Given records START
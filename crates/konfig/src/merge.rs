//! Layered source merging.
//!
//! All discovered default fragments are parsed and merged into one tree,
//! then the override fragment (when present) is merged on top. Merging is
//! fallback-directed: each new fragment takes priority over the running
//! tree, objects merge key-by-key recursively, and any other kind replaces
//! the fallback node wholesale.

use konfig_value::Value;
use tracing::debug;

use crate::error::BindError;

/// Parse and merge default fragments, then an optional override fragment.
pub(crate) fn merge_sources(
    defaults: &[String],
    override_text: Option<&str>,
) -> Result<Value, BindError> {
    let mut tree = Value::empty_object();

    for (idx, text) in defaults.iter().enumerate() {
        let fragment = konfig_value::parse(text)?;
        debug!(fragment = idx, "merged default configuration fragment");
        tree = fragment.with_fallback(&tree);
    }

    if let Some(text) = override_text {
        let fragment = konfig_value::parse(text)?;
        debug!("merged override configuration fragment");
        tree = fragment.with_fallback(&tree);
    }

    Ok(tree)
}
Given records END
What needs to be done.
Whenever the string "tree" occurs in a line of the entries above, copy that line.

Answer box.
//! All discovered default fragments are parsed and merged into one tree,
//! tree, objects merge key-by-key recursively, and any other kind replaces
    let mut tree = Value::empty_object();
        tree = fragment.with_fallback(&tree);
        tree = fragment.with_fallback(&tree);
    Ok(tree)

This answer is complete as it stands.